Given records

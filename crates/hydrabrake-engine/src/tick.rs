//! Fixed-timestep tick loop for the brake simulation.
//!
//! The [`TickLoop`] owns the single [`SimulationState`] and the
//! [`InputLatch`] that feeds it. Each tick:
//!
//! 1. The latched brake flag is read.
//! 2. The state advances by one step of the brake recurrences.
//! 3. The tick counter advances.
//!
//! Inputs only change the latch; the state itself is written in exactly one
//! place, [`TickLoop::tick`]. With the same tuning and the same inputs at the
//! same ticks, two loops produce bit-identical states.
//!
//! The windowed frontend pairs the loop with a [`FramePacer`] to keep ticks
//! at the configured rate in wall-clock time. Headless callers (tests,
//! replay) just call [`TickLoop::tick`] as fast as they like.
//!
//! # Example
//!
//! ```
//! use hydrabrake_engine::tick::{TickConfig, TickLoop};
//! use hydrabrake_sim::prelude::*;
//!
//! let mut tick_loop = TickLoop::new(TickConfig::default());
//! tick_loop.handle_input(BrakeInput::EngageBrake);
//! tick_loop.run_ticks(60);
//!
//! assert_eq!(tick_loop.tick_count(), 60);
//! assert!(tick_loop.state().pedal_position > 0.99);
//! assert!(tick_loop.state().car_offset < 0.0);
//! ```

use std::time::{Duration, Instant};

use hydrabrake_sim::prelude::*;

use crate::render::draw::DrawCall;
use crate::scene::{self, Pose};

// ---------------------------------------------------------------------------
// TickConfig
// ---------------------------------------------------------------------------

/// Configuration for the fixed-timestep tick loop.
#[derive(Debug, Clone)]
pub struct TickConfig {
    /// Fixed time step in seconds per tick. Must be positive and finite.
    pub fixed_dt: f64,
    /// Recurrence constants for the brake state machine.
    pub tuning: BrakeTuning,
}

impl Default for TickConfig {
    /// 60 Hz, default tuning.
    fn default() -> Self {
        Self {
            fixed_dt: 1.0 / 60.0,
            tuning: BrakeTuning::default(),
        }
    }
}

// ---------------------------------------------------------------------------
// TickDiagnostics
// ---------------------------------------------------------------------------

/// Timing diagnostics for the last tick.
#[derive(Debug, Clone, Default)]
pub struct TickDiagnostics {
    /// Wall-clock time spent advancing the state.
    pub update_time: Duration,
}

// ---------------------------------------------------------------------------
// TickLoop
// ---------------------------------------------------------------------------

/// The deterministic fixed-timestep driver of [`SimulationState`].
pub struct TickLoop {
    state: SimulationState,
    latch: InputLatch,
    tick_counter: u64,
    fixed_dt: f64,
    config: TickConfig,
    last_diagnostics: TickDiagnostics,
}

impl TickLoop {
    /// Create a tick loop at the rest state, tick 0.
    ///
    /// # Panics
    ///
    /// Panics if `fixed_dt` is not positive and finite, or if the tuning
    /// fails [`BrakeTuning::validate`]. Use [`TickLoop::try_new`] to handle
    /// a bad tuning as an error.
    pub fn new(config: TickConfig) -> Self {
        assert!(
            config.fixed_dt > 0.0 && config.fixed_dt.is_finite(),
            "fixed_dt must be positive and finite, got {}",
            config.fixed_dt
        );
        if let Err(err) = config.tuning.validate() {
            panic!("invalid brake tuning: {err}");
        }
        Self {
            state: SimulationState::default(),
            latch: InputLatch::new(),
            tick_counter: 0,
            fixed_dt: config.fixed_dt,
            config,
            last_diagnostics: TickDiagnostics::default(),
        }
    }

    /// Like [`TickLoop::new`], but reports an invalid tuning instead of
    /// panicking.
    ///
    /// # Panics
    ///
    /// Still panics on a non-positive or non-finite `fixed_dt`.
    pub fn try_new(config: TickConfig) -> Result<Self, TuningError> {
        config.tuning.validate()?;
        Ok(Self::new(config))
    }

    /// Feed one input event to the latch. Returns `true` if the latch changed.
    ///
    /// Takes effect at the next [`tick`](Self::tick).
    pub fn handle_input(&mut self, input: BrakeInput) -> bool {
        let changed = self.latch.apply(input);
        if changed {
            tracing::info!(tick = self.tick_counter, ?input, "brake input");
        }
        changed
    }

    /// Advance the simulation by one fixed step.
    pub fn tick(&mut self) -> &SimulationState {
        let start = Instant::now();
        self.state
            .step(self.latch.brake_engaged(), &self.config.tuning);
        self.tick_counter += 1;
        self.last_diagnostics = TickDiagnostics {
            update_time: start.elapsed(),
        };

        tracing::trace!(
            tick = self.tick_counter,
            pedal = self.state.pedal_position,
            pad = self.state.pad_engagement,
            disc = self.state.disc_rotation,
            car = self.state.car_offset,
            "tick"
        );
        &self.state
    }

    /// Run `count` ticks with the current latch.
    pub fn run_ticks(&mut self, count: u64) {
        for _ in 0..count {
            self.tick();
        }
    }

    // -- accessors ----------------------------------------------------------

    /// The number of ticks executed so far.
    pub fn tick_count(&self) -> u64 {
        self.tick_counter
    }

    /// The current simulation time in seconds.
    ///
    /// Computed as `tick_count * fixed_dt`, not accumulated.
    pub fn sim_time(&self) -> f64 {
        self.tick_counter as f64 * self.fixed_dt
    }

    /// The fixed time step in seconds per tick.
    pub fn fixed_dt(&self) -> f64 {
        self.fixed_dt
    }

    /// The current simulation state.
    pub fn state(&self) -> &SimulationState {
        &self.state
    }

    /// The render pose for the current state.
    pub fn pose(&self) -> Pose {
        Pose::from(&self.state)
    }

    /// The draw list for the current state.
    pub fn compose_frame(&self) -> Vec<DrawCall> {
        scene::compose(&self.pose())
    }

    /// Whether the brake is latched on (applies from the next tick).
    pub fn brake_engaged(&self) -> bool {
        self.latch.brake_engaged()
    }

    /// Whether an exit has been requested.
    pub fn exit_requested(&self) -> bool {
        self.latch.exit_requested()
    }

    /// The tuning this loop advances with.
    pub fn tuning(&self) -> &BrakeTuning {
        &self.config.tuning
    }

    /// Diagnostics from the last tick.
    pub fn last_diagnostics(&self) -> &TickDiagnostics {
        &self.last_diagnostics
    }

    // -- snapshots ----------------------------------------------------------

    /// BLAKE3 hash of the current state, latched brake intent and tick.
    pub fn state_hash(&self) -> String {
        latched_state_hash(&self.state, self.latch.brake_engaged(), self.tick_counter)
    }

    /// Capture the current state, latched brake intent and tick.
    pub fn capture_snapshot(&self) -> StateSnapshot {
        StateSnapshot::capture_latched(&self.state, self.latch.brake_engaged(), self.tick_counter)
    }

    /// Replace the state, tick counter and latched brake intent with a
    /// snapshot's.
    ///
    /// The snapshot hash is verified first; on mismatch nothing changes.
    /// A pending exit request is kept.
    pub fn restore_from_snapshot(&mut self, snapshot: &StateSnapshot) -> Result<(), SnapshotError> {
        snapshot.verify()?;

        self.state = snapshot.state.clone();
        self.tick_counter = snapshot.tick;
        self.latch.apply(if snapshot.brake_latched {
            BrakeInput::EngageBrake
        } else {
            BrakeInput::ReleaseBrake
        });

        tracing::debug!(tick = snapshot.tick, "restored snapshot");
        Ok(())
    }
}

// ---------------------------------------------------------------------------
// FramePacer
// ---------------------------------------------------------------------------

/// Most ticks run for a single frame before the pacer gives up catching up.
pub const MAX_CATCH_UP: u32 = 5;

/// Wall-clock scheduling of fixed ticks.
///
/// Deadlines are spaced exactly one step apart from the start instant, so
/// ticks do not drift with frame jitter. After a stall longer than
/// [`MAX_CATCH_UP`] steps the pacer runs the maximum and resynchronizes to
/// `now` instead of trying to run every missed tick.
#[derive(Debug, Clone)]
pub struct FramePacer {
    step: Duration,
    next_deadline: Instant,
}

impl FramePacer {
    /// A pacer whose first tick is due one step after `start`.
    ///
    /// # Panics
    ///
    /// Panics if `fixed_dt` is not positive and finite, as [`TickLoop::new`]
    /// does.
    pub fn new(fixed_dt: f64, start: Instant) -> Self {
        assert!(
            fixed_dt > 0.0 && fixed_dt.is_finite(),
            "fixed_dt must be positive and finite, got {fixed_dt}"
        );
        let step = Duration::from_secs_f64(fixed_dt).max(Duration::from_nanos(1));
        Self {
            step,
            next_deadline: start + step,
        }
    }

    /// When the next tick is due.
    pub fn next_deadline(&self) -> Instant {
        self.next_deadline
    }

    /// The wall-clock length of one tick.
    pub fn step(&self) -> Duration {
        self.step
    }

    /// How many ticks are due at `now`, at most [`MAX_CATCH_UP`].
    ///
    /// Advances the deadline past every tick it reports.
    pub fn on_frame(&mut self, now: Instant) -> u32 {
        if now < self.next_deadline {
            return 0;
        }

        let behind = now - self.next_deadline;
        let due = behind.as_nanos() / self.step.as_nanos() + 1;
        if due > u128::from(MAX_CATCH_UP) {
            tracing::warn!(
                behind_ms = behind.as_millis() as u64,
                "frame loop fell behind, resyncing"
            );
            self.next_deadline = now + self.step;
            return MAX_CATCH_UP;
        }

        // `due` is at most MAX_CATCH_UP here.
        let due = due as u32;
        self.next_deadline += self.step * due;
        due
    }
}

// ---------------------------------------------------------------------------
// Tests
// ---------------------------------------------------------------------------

Task
Find the word "struct" in the data and show each line that holds it.

Answer space
pub struct TickConfig {
pub struct TickDiagnostics {
pub struct TickLoop {
pub struct FramePacer {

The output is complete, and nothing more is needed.